//! Collaborators of the pretrained-model adapter.
//!
//! The deep-learning framework is not embedded. A [`ModelHub`] resolves
//! pretrained configurations and weights, a [`PretrainedModel`] exposes its
//! parameters by name and samples forecast paths, and a [`Trainer`] runs the
//! training loop.

use super::config::{ModelConfig, TrainingArguments};
use super::dataset::WindowedDataset;
use crate::error::{EstimatorError, Result};
use rand::rngs::StdRng;
use std::collections::BTreeMap;

/// Value used to replace NaN weights of reinitialised parameters.
pub const REINIT_FILL: f64 = 0.001;

/// A named, shaped tensor of model weights.
#[derive(Debug, Clone, PartialEq)]
pub struct Parameter {
    name: String,
    shape: Vec<usize>,
    values: Vec<f64>,
    requires_grad: bool,
}

impl Parameter {
    /// Create a trainable parameter. `values.len()` must equal the product
    /// of `shape`.
    pub fn new(name: impl Into<String>, shape: Vec<usize>, values: Vec<f64>) -> Result<Self> {
        let numel: usize = shape.iter().product();
        if numel != values.len() {
            return Err(EstimatorError::DimensionMismatch {
                expected: numel,
                got: values.len(),
            });
        }
        Ok(Self {
            name: name.into(),
            shape,
            values,
            requires_grad: true,
        })
    }

    pub fn name(&self) -> &str {
        &self.name
    }

    pub fn shape(&self) -> &[usize] {
        &self.shape
    }

    pub fn values(&self) -> &[f64] {
        &self.values
    }

    pub fn values_mut(&mut self) -> &mut [f64] {
        &mut self.values
    }

    pub fn numel(&self) -> usize {
        self.values.len()
    }

    pub fn requires_grad(&self) -> bool {
        self.requires_grad
    }

    pub fn set_requires_grad(&mut self, requires_grad: bool) {
        self.requires_grad = requires_grad;
    }

    /// Clamp values into `[min, max]`; NaN stays NaN.
    pub fn clamp(&mut self, min: f64, max: f64) -> Result<()> {
        check_clamp_bounds(min, max)?;
        for v in &mut self.values {
            *v = v.clamp(min, max);
        }
        Ok(())
    }

    /// Replace NaN values with `fill`.
    pub fn fill_nan(&mut self, fill: f64) {
        for v in &mut self.values {
            if v.is_nan() {
                *v = fill;
            }
        }
    }
}

/// Ordered collection of parameters addressed by dotted names such as
/// `model.encoder.layers.0.weight`.
#[derive(Debug, Clone, Default, PartialEq)]
pub struct ParameterSet {
    params: Vec<Parameter>,
}

impl ParameterSet {
    pub fn new(params: Vec<Parameter>) -> Result<Self> {
        let mut set = Self::default();
        for p in params {
            set.push(p)?;
        }
        Ok(set)
    }

    /// Add a parameter; names must be unique.
    pub fn push(&mut self, param: Parameter) -> Result<()> {
        if self.get(param.name()).is_some() {
            return Err(EstimatorError::InvalidParameter(format!(
                "duplicate parameter name {}",
                param.name()
            )));
        }
        self.params.push(param);
        Ok(())
    }

    pub fn len(&self) -> usize {
        self.params.len()
    }

    pub fn is_empty(&self) -> bool {
        self.params.is_empty()
    }

    pub fn get(&self, name: &str) -> Option<&Parameter> {
        self.params.iter().find(|p| p.name == name)
    }

    pub fn get_mut(&mut self, name: &str) -> Option<&mut Parameter> {
        self.params.iter_mut().find(|p| p.name == name)
    }

    pub fn iter(&self) -> impl Iterator<Item = &Parameter> {
        self.params.iter()
    }

    pub fn iter_mut(&mut self) -> impl Iterator<Item = &mut Parameter> {
        self.params.iter_mut()
    }

    /// Parameters under `scope` (a dotted prefix without the trailing dot).
    pub fn scoped_mut<'a>(&'a mut self, scope: &'a str) -> impl Iterator<Item = &'a mut Parameter> {
        self.params.iter_mut().filter(move |p| in_scope(&p.name, scope))
    }

    pub fn freeze_all(&mut self) {
        self.params.iter_mut().for_each(|p| p.set_requires_grad(false));
    }

    pub fn unfreeze_all(&mut self) {
        self.params.iter_mut().for_each(|p| p.set_requires_grad(true));
    }

    /// Names of parameters that will be trained.
    pub fn trainable(&self) -> Vec<&str> {
        self.params
            .iter()
            .filter(|p| p.requires_grad)
            .map(|p| p.name())
            .collect()
    }

    /// Clamp every parameter under `scope`; returns how many were touched.
    pub fn clamp_scope(&mut self, scope: &str, min: f64, max: f64) -> Result<usize> {
        check_clamp_bounds(min, max)?;
        let mut count = 0;
        for p in self.scoped_mut(scope) {
            p.clamp(min, max)?;
            count += 1;
        }
        Ok(count)
    }

    /// Reinitialise the `weight` of the module owning the mismatched `key`:
    /// NaNs become [`REINIT_FILL`] and the weight becomes trainable.
    ///
    /// For `a.b.c` the weight is `a.b.weight`; a key without a dot refers to
    /// the top-level `weight`.
    pub fn reinit_mismatched(&mut self, key: &str) -> Result<&Parameter> {
        let target = match key.rsplit_once('.') {
            Some((parent, _)) => format!("{parent}.weight"),
            None => "weight".to_string(),
        };
        let param = self.get_mut(&target).ok_or_else(|| {
            EstimatorError::Model(format!(
                "mismatched key {key} has no sibling parameter {target}"
            ))
        })?;
        param.fill_nan(REINIT_FILL);
        param.set_requires_grad(true);
        Ok(param)
    }
}

fn in_scope(name: &str, scope: &str) -> bool {
    name.strip_prefix(scope)
        .is_some_and(|rest| rest.is_empty() || rest.starts_with('.'))
}

/// A parameter whose checkpoint shape differs from the configured model.
#[derive(Debug, Clone, PartialEq)]
pub struct MismatchedKey {
    pub key: String,
    pub checkpoint_shape: Vec<usize>,
    pub model_shape: Vec<usize>,
}

/// What happened while loading pretrained weights.
#[derive(Debug, Clone, Default, PartialEq)]
pub struct LoadInfo {
    pub mismatched_keys: Vec<MismatchedKey>,
    pub missing_keys: Vec<String>,
    pub unexpected_keys: Vec<String>,
}

/// Inputs for one call of [`PretrainedModel::generate`].
#[derive(Debug, Clone, PartialEq)]
pub struct GenerateInputs {
    /// Full target history.
    pub past_values: Vec<f64>,
    /// Exogenous rows aligned with the end of the history.
    pub past_time_features: Vec<Vec<f64>>,
    /// Exogenous rows for the forecast steps.
    pub future_time_features: Vec<Vec<f64>>,
    /// `true` where `past_values` is observed.
    pub past_observed_mask: Vec<bool>,
    /// Steps to generate.
    pub prediction_length: usize,
}

/// Sample paths produced by a model, `sequences[sample][step]`.
#[derive(Debug, Clone, PartialEq)]
pub struct GenerateOutput {
    pub sequences: Vec<Vec<f64>>,
}

impl GenerateOutput {
    /// Mean over samples for each of the first `steps` steps.
    pub fn mean(&self, steps: usize) -> Result<Vec<f64>> {
        if self.sequences.is_empty() {
            return Err(EstimatorError::Model(
                "model generated no sample paths".to_string(),
            ));
        }
        if let Some(short) = self.sequences.iter().find(|s| s.len() < steps) {
            return Err(EstimatorError::DimensionMismatch {
                expected: steps,
                got: short.len(),
            });
        }
        let n = self.sequences.len() as f64;
        Ok((0..steps)
            .map(|h| self.sequences.iter().map(|s| s[h]).sum::<f64>() / n)
            .collect())
    }
}

/// Resolves pretrained configurations and weights.
pub trait ModelHub {
    /// Configuration stored with the pretrained model.
    fn load_config(&self, model_path: &str) -> Result<ModelConfig>;

    /// Instantiate `config.architectures[0]` with pretrained weights.
    /// Weights whose shapes do not fit `config` are left uninitialised and
    /// reported in [`LoadInfo::mismatched_keys`].
    fn load_model(
        &self,
        model_path: &str,
        config: &ModelConfig,
    ) -> Result<(Box<dyn PretrainedModel>, LoadInfo)>;
}

/// A pretrained probabilistic forecasting model.
pub trait PretrainedModel {
    fn config(&self) -> &ModelConfig;

    fn parameters(&self) -> &ParameterSet;

    fn parameters_mut(&mut self) -> &mut ParameterSet;

    /// Sample forecast paths of `inputs.prediction_length` steps.
    fn generate(&self, inputs: &GenerateInputs, rng: &mut StdRng) -> Result<GenerateOutput>;
}

/// Outcome of a training run.
#[derive(Debug, Clone, Default, PartialEq)]
pub struct TrainingSummary {
    pub steps: usize,
    pub train_loss: Option<f64>,
    pub eval_loss: Option<f64>,
    /// Metrics computed on the evaluation windows, keyed by metric name.
    pub metrics: BTreeMap<String, f64>,
}

/// Runs the optimisation loop over windowed datasets.
pub trait Trainer {
    fn train(
        &mut self,
        model: &mut dyn PretrainedModel,
        args: &TrainingArguments,
        train: &WindowedDataset,
        eval: Option<&WindowedDataset>,
    ) -> Result<TrainingSummary>;
}

fn check_clamp_bounds(min: f64, max: f64) -> Result<()> {
    if min.is_nan() || max.is_nan() || min > max {
        return Err(EstimatorError::InvalidParameter(format!(
            "clamp bounds must be ordered numbers, got [{min}, {max}]"
        )));
    }
    Ok(())
}

#[cfg(test)]
mod tests {
    use super::*;

    fn param(name: &str, values: Vec<f64>) -> Parameter {
        Parameter::new(name, vec![values.len()], values).unwrap()
    }

    fn set() -> ParameterSet {
        ParameterSet::new(vec![
            param("model.encoder.value_embedding.weight", vec![f64::NAN, 2.0]),
            param("model.encoder.value_embedding.bias", vec![5000.0]),
            param("model.decoder.weight", vec![-2000.0, f64::NAN]),
            param("modelling.weight", vec![3000.0]),
            param("parameter_projection.weight", vec![1.0]),
        ])
        .unwrap()
    }

    #[test]
    fn parameter_shape_must_match_values() {
        assert!(Parameter::new("w", vec![2, 2], vec![0.0; 3]).is_err());
        assert_eq!(Parameter::new("w", vec![2, 2], vec![0.0; 4]).unwrap().numel(), 4);
    }

    #[test]
    fn duplicate_names_are_rejected() {
        assert!(ParameterSet::new(vec![param("w", vec![1.0]), param("w", vec![2.0])]).is_err());
    }

    #[test]
    fn clamp_scope_only_touches_backbone() {
        let mut params = set();
        assert_eq!(params.clamp_scope("model", -1000.0, 1000.0).unwrap(), 3);

        assert_eq!(params.get("model.encoder.value_embedding.bias").unwrap().values(), &[1000.0]);
        let decoder = params.get("model.decoder.weight").unwrap().values();
        assert_eq!(decoder[0], -1000.0);
        assert!(decoder[1].is_nan());
        assert_eq!(params.get("modelling.weight").unwrap().values(), &[3000.0]);
    }

    #[test]
    fn clamp_rejects_unordered_or_nan_bounds() {
        let mut p = param("w", vec![5.0, -5.0]);
        assert!(matches!(p.clamp(1.0, -1.0), Err(EstimatorError::InvalidParameter(_))));
        assert!(matches!(p.clamp(f64::NAN, 1.0), Err(EstimatorError::InvalidParameter(_))));
        assert_eq!(p.values(), &[5.0, -5.0]);

        let mut params = set();
        assert!(params.clamp_scope("model", 10.0, f64::NAN).is_err());
        assert_eq!(params.get("model.encoder.value_embedding.bias").unwrap().values(), &[5000.0]);

        p.clamp(-1.0, 1.0).unwrap();
        assert_eq!(p.values(), &[1.0, -1.0]);
    }

    #[test]
    fn freeze_and_unfreeze() {
        let mut params = set();
        params.freeze_all();
        assert!(params.trainable().is_empty());
        params.unfreeze_all();
        assert_eq!(params.trainable().len(), params.len());
    }

    #[test]
    fn reinit_targets_sibling_weight() {
        let mut params = set();
        params.freeze_all();
        let weight = params
            .reinit_mismatched("model.encoder.value_embedding.bias")
            .unwrap();
        assert_eq!(weight.name(), "model.encoder.value_embedding.weight");
        assert_eq!(weight.values(), &[REINIT_FILL, 2.0]);
        assert!(weight.requires_grad());
        assert_eq!(params.trainable(), vec!["model.encoder.value_embedding.weight"]);
    }

    #[test]
    fn reinit_without_weight_fails() {
        let mut params = set();
        assert!(matches!(
            params.reinit_mismatched("model.missing.bias"),
            Err(EstimatorError::Model(_))
        ));
    }

    #[test]
    fn generate_output_mean() {
        let out = GenerateOutput {
            sequences: vec![vec![1.0, 2.0, 9.0], vec![3.0, 4.0, 9.0]],
        };
        assert_eq!(out.mean(2).unwrap(), vec![2.0, 3.0]);
        assert!(out.mean(4).is_err());
        assert!(GenerateOutput { sequences: vec![] }.mean(1).is_err());
    }
}
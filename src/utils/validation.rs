//! Input validation helpers.

use crate::core::{ForecastingHorizon, TimeSeries};
use crate::error::{EstimatorError, Result};

/// Check that all series share the same time index.
///
/// Fewer than two series always pass.
pub fn check_equal_time_index(series: &[&TimeSeries]) -> Result<()> {
    let Some((first, rest)) = series.split_first() else {
        return Ok(());
    };
    for (i, other) in rest.iter().enumerate() {
        if other.index() != first.index() {
            return Err(EstimatorError::IndexMismatch(format!(
                "series {} does not share the index of series 0 (lengths {} and {})",
                i + 1,
                other.len(),
                first.len()
            )));
        }
    }
    Ok(())
}

/// Fail with [`EstimatorError::MissingValues`] when NaN or Inf is present.
pub fn check_no_missing_values(series: &TimeSeries) -> Result<()> {
    if series.has_missing_values() {
        Err(EstimatorError::MissingValues)
    } else {
        Ok(())
    }
}

/// Fail with [`EstimatorError::UnsupportedCapability`] when `fh` contains a
/// step at or before the cutoff.
pub fn check_horizon_out_of_sample(fh: &ForecastingHorizon, estimator: &str) -> Result<()> {
    if fh.is_out_of_sample() {
        Ok(())
    } else {
        Err(EstimatorError::UnsupportedCapability(format!(
            "{estimator} does not support in-sample predictions (smallest step {})",
            fh.min_step()
        )))
    }
}

#[cfg(test)]
mod tests {
    use super::*;
    use crate::core::TimeIndex;

    #[test]
    fn identical_indexes_pass() {
        let a = TimeSeries::from_values(vec![1.0, 2.0, 3.0]);
        let b = TimeSeries::from_values(vec![9.0, 8.0, 7.0]);
        assert!(check_equal_time_index(&[&a, &b]).is_ok());
        assert!(check_equal_time_index(&[&a]).is_ok());
        assert!(check_equal_time_index(&[]).is_ok());
    }

    #[test]
    fn shifted_index_fails() {
        let a = TimeSeries::from_values(vec![1.0, 2.0]);
        let b = TimeSeries::new(TimeIndex::range_from(1, 2), vec![vec![1.0, 2.0]]).unwrap();
        assert!(matches!(
            check_equal_time_index(&[&a, &b]),
            Err(EstimatorError::IndexMismatch(_))
        ));
    }

    #[test]
    fn different_lengths_fail() {
        let a = TimeSeries::from_values(vec![1.0, 2.0]);
        let b = TimeSeries::from_values(vec![1.0, 2.0, 3.0]);
        assert!(check_equal_time_index(&[&a, &b]).is_err());
    }

    #[test]
    fn missing_values_detected() {
        let ts = TimeSeries::from_values(vec![1.0, f64::NAN]);
        assert_eq!(check_no_missing_values(&ts), Err(EstimatorError::MissingValues));
    }

    #[test]
    fn in_sample_steps_are_unsupported() {
        let fh = ForecastingHorizon::new(vec![0, 1]).unwrap();
        assert!(matches!(
            check_horizon_out_of_sample(&fh, "Test"),
            Err(EstimatorError::UnsupportedCapability(_))
        ));
        let fh = ForecastingHorizon::up_to(3).unwrap();
        assert!(check_horizon_out_of_sample(&fh, "Test").is_ok());
    }
}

--- Task ---
Write out exactly the lines from the start of the material through the line with "and weights, a". No other output is expected.

--- Exercise response ---
//! Collaborators of the pretrained-model adapter.
//!
//! The deep-learning framework is not embedded. A [`ModelHub`] resolves
//! pretrained configurations and weights, a [`PretrainedModel`] exposes its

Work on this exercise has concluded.